*DATA EXTRACTS*.
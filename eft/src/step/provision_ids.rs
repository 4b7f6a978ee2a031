use eft_common::Stem;
use eft_msg::Id;

use super::{Step, StepOutput};
use crate::net::Addrd;
use crate::platform::{self, PlatformTypes, Snapshot};

/// Step responsible for replacing message ids of zero `Id(0)` (assumed
/// to be meaningless) on outbound messages with a fresh id from a
/// strictly increasing per-endpoint counter.
///
/// Ids are 16-bit and wrap around, skipping zero; the counter starts
/// at [`Config.msg_id_seed`](crate::config::Config::msg_id_seed).
#[derive(Debug, Default)]
pub struct ProvisionIds<S> {
  inner: S,
  next: Stem<u16>,
}

impl<S> ProvisionIds<S> {
  fn next_id(&self, seed: u16) -> Id {
    Id(self.next.map_mut(|n| {
                  if *n == 0 {
                    *n = seed;
                  }

                  *n = match *n {
                    | u16::MAX => 1,
                    | n => n + 1,
                  };

                  *n
                }))
  }
}

impl<P: PlatformTypes, Inner: Step<P>> Step<P> for ProvisionIds<Inner> {
  type PollReq = Inner::PollReq;
  type PollResp = Inner::PollResp;
  type Error = Inner::Error;
  type Inner = Inner;

  fn inner(&self) -> &Inner {
    &self.inner
  }

  fn poll_req(&self,
              snap: &Snapshot<P>,
              effects: &mut P::Effects)
              -> StepOutput<Self::PollReq, Self::Error> {
    self.inner.poll_req(snap, effects)
  }

  fn poll_resp(&self,
               snap: &Snapshot<P>,
               effects: &mut P::Effects,
               token: eft_msg::Token,
               addr: no_std_net::SocketAddr)
               -> StepOutput<Self::PollResp, Self::Error> {
    self.inner.poll_resp(snap, effects, token, addr)
  }

  fn before_message_sent(&self,
                         snap: &Snapshot<P>,
                         effects: &mut P::Effects,
                         msg: &mut Addrd<platform::Message<P>>)
                         -> Result<(), Self::Error> {
    self.inner.before_message_sent(snap, effects, msg)?;

    if msg.data().id == Id(0) {
      msg.as_mut().id = self.next_id(snap.config.msg_id_seed);
    }

    Ok(())
  }
}

#[cfg(test)]
mod test {
  use eft_msg::{Code, Token, Type};

  use super::*;
  use crate::step::parse::Parse;
  use crate::step::Empty;
  use crate::test;

  type Harness = ProvisionIds<Parse<Empty>>;

  #[test]
  fn zero_ids_are_stamped_monotonically() {
    let step = Harness::default();
    let snap = test::snapshot(None, 0);

    let mut a = test::msg!(CON GET x.x.x.x:1111);
    let mut b = test::msg!(CON GET x.x.x.x:1111);

    step.before_message_sent(&snap, &mut vec![], &mut a).unwrap();
    step.before_message_sent(&snap, &mut vec![], &mut b).unwrap();

    assert_ne!(a.data().id, Id(0));
    assert_eq!(b.data().id.0, a.data().id.0 + 1);
  }

  #[test]
  fn nonzero_ids_are_left_alone() {
    let step = Harness::default();
    let snap = test::snapshot(None, 0);

    let mut msg = test::msg!(CON GET x.x.x.x:1111);
    msg.as_mut().id = Id(0x1234);

    step.before_message_sent(&snap, &mut vec![], &mut msg).unwrap();
    assert_eq!(msg.data().id, Id(0x1234));
  }

  #[test]
  fn counter_starts_at_seed() {
    let step = Harness::default();
    let mut snap = test::snapshot(None, 0);
    snap.config.msg_id_seed = 700;

    let mut msg = test::msg!({Type::Con} {Code::GET} x.x.x.x:1111);
    step.before_message_sent(&snap, &mut vec![], &mut msg).unwrap();

    assert_eq!(msg.data().id, Id(701));
  }

  #[test]
  fn polls_pass_through() {
    let step = Harness::default();
    let snap = test::snapshot(None, 0);
    assert!(step.poll_req(&snap, &mut vec![]).is_none());
    assert!(step.poll_resp(&snap, &mut vec![], Token(Default::default()), test::dummy_addr())
                .is_none());
  }
}
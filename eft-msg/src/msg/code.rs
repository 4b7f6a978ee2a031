/// # Message Code
///
/// 8-bit value split into a 3-bit class and 5-bit detail,
/// conventionally written `class.detail` (e.g. `2.05`, `4.04`).
///
/// - class 0, detail 0: an Empty message
/// - class 0, detail 1-31: a request method
/// - class 2: a success response
/// - class 4: a client error response
/// - class 5: a server error response
#[derive(Copy, Clone, Hash, PartialEq, Eq, PartialOrd, Ord, Debug)]
pub struct Code {
  /// The "class" of the code (0 for requests, 2/4/5 for responses)
  pub class: u8,
  /// The "detail" of the code
  pub detail: u8,
}

/// The 3 broad categories `Code`s fall into
#[derive(Copy, Clone, Hash, PartialEq, Eq, PartialOrd, Ord, Debug)]
pub enum CodeKind {
  /// A message without any request or response semantics (0.00)
  Empty,
  /// A request method (0.01 - 0.31)
  Request,
  /// A response status (2.xx, 4.xx, 5.xx)
  Response,
}

impl Code {
  /// Create a new Code from a class and detail
  #[allow(clippy::zero_prefixed_literal)]
  pub const fn new(class: u8, detail: u8) -> Self {
    Self { class, detail }
  }

  /// 0.00 Empty
  pub const EMPTY: Code = Code::new(0, 0);
  /// 0.01 GET
  pub const GET: Code = Code::new(0, 1);
  /// 0.02 POST
  pub const POST: Code = Code::new(0, 2);
  /// 0.03 PUT
  pub const PUT: Code = Code::new(0, 3);
  /// 0.04 DELETE
  pub const DELETE: Code = Code::new(0, 4);

  /// Is this code an empty message, a request method, or a response
  /// status?
  pub fn kind(&self) -> CodeKind {
    match (self.class, self.detail) {
      | (0, 0) => CodeKind::Empty,
      | (0, _) => CodeKind::Request,
      | _ => CodeKind::Response,
    }
  }
}

impl From<u8> for Code {
  fn from(b: u8) -> Self {
    Self { class: b >> 5,
           detail: b & 0b11111 }
  }
}

impl From<Code> for u8 {
  fn from(code: Code) -> u8 {
    (code.class << 5) | code.detail
  }
}
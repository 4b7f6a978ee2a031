use core::ops::RangeInclusive;

use embedded_time::duration::Milliseconds;
use embedded_time::{Clock, Instant};
use rand::{Rng, SeedableRng};

use crate::time::Millis;

/// A non-blocking timer that drives either exponential-backoff
/// retransmission or a single fixed deadline, living alongside some
/// operation to retry.
///
/// It does not _contain_ the work to be done (e.g. `Box<fn()>`)
/// because we don't have the luxury of a memory allocator :)
///
/// ```
/// use embedded_time::clock::Clock;
/// use embedded_time::duration::Milliseconds;
/// use eft::retry;
///
/// # main();
/// fn main() {
///   let mut called = false;
///   let mut fails_once = || -> Result<(), ()> {
///     // ...
///     # if !called {
///     #   called = true;
///     #   Err(())
///     # } else {
///     #   Ok(())
///     # }
///   };
///
///   let clock = eft::std::Clock::new();
///   let now = || clock.try_now().unwrap();
///   let strategy = retry::Strategy::Exponential { init_min: Milliseconds(1),
///                                                 init_max: Milliseconds(2) };
///   let mut retry = retry::RetryTimer::new(now(), strategy, retry::Attempts(2));
///
///   while let Err(_) = fails_once() {
///     match nb::block!(retry.what_should_i_do(now())) {
///       | Ok(retry::YouShould::Retry) => continue,
///       | Ok(retry::YouShould::Cry) => panic!("no more attempts! it failed more than once!!"),
///       | Err(_) => unreachable!(),
///     }
///   }
/// }
/// ```
#[derive(Debug, Clone, Copy, PartialEq)]
pub struct RetryTimer<C: Clock<T = u64>> {
  start: Instant<C>,
  init: Millis,
  strategy: Strategy,
  attempts: Attempts,
  max_attempts: Attempts,
}

/// A number of attempts
#[derive(Debug, Default, Clone, Copy, PartialEq, Eq, PartialOrd, Ord)]
pub struct Attempts(pub u16);

/// Result of [`RetryTimer::what_should_i_do`].
///
/// This tells you if a retry should be attempted or not.
#[derive(PartialEq, Eq, Debug, Clone, Copy)]
pub enum YouShould {
  /// Attempts have been exhausted and the work that is
  /// being retried should be considered poisoned.
  Cry,
  /// A retry should be performed
  Retry,
}

impl<C: Clock<T = u64>> RetryTimer<C> {
  /// Create a new retrier
  pub fn new(start: Instant<C>, strategy: Strategy, max_attempts: Attempts) -> Self {
    Self { start,
           strategy,
           init: if strategy.has_jitter() {
             let seed = Milliseconds::<u64>::try_from(start.duration_since_epoch()).map(|Milliseconds(ms)| ms)
                                                                                   .unwrap_or(0);
             let mut rand = rand_chacha::ChaCha8Rng::seed_from_u64(seed);

             Milliseconds(rand.gen_range(strategy.range()))
           } else {
             Milliseconds(*strategy.range().start())
           },
           max_attempts,
           attempts: Attempts(1) }
  }

  /// When the thing we keep trying fails, invoke this to
  /// tell the retrytimer "it failed again! what do I do??"
  ///
  /// Returns `nb::Error::WouldBlock` when we have not yet
  /// waited the appropriate amount of time to retry.
  pub fn what_should_i_do(&mut self,
                          now: Instant<C>)
                          -> nb::Result<YouShould, core::convert::Infallible> {
    let time_passed: Millis = (now - self.start).try_into().unwrap_or(Milliseconds(u64::MAX));

    if !self.is_ready(time_passed) {
      return Err(nb::Error::WouldBlock);
    }

    if self.attempts >= self.max_attempts {
      Ok(YouShould::Cry)
    } else {
      self.attempts.0 += 1;
      Ok(YouShould::Retry)
    }
  }

  /// Check if the strategy says an appropriate time has passed
  pub fn is_ready(&self, Milliseconds(time_passed): Millis) -> bool {
    match self.strategy {
      | Strategy::Exponential { .. } => {
        time_passed >= Strategy::total_delay_exp(self.init, self.attempts.0)
      },
      | Strategy::Deadline { after: Milliseconds(after) } => time_passed >= after,
    }
  }
}

/// Strategy to employ when retrying
#[derive(Debug, Clone, Copy, PartialEq, Eq)]
pub enum Strategy {
  /// Generate a random delay between `init_min` and `init_max`,
  /// and wait until this delay has passed between attempts.
  ///
  /// After each failed attempt, double the delay before retrying
  /// again.
  Exponential {
    /// Minimum (inclusive) delay for second attempt
    init_min: Millis,
    /// Maximum (inclusive) delay for second attempt
    init_max: Millis,
  },
  /// Never retry; wait until `after` has passed since the first
  /// attempt, then give up.
  Deadline {
    /// How long to wait before poisoning the work
    after: Millis,
  },
}

impl Strategy {
  /// Are min & max delays the same? if so, we should probably skip the
  /// random number generation.
  pub fn has_jitter(&self) -> bool {
    let rng = self.range();
    rng.start() != rng.end()
  }

  /// Get the min & max durations as an inclusive range
  pub fn range(&self) -> RangeInclusive<u64> {
    match self {
      | &Self::Exponential { init_min: Milliseconds(min),
                             init_max: Milliseconds(max), } => (min..=max),
      | &Self::Deadline { after: Milliseconds(after) } => (after..=after),
    }
  }

  /// Get the amount of time this strategy will take if all attempts
  /// fail
  pub fn max_time(&self, max_attempts: Attempts) -> Millis {
    Milliseconds(match self {
                   | Self::Exponential { init_max, .. } => {
                     Self::total_delay_exp(*init_max, max_attempts.0)
                   },
                   | Self::Deadline { after: Milliseconds(after) } => *after,
                 })
  }

  /// Given the initial delay and the number of attempts performed so
  /// far, yields the total time that must have passed since the first
  /// attempt before the next retry fires.
  const fn total_delay_exp(Milliseconds(init): Millis, attempt: u16) -> u64 {
    // | attempt | total delay       |
    // | 1       | init              |
    // | 2       | init * 3          |
    // | 3       | init * 7          |
    // | ...     | ...               |
    // | n       | init * (2^n - 1)  |
    init * (2u64.pow(attempt as u32) - 1)
  }
}

#[cfg(test)]
mod test {
  use embedded_time::rate::Fraction;

  use super::*;

  pub struct FakeClock(pub *const u64);
  impl FakeClock {
    pub fn new(time_ptr: *const u64) -> Self {
      Self(time_ptr)
    }
  }

  impl Clock for FakeClock {
    type T = u64;

    const SCALING_FACTOR: Fraction = Fraction::new(1, 1000);

    fn try_now(&self) -> Result<Instant<Self>, embedded_time::clock::Error> {
      unsafe { Ok(Instant::new(*self.0)) }
    }
  }

  #[test]
  fn exponential_retrier_doubles_gaps() {
    #![allow(unused_assignments)]

    let mut time_millis = 0u64;
    let clock = FakeClock::new(&time_millis as *const _);
    let now = || clock.try_now().unwrap();
    let mut retry = RetryTimer::new(now(),
                                    Strategy::Exponential { init_min: Milliseconds(1000),
                                                            init_max: Milliseconds(1000) },
                                    Attempts(3));

    // attempt 1 happens before asking what_should_i_do

    time_millis = 999;
    assert_eq!(retry.what_should_i_do(now()).unwrap_err(),
               nb::Error::WouldBlock);

    time_millis = 1000;
    assert_eq!(retry.what_should_i_do(now()).unwrap(), YouShould::Retry);
    // Fails again (attempt 2)

    time_millis = 2999;
    assert_eq!(retry.what_should_i_do(now()).unwrap_err(),
               nb::Error::WouldBlock);

    time_millis = 3000;
    assert_eq!(retry.what_should_i_do(now()).unwrap(), YouShould::Retry);
    // Fails again (attempt 3)

    time_millis = 6999;
    assert_eq!(retry.what_should_i_do(now()).unwrap_err(),
               nb::Error::WouldBlock);

    time_millis = 7000;
    assert_eq!(retry.what_should_i_do(now()).unwrap(), YouShould::Cry);
  }

  #[test]
  fn deadline_waits_then_cries() {
    #![allow(unused_assignments)]

    let mut time_millis = 0u64;
    let clock = FakeClock::new(&time_millis as *const _);
    let now = || clock.try_now().unwrap();
    let mut retry = RetryTimer::new(now(),
                                    Strategy::Deadline { after: Milliseconds(5000) },
                                    Attempts(1));

    time_millis = 4999;
    assert_eq!(retry.what_should_i_do(now()).unwrap_err(),
               nb::Error::WouldBlock);

    time_millis = 5000;
    assert_eq!(retry.what_should_i_do(now()).unwrap(), YouShould::Cry);
  }

  #[test]
  fn initial_delay_is_within_jitter_range() {
    let time_millis = 12_345u64;
    let clock = FakeClock::new(&time_millis as *const _);
    let retry = RetryTimer::new(clock.try_now().unwrap(),
                                Strategy::Exponential { init_min: Milliseconds(2000),
                                                        init_max: Milliseconds(3000) },
                                Attempts(5));

    assert!(retry.init.0 >= 2000 && retry.init.0 <= 3000);
  }

  #[test]
  fn exp_calculation() {
    let init = Milliseconds(100);
    assert_eq!(Strategy::total_delay_exp(init, 1), 100);
    assert_eq!(Strategy::total_delay_exp(init, 2), 300);
    assert_eq!(Strategy::total_delay_exp(init, 3), 700);
  }
}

*YOUR GOAL*. In the listing above, locate the line containing "0: an Empty message" and the line containing "server error response", then transcribe both and every line between them verbatim.

*OUTPUT BELOW*.
/// - class 0, detail 0: an Empty message
/// - class 0, detail 1-31: a request method
/// - class 2: a success response
/// - class 4: a client error response
/// - class 5: a server error response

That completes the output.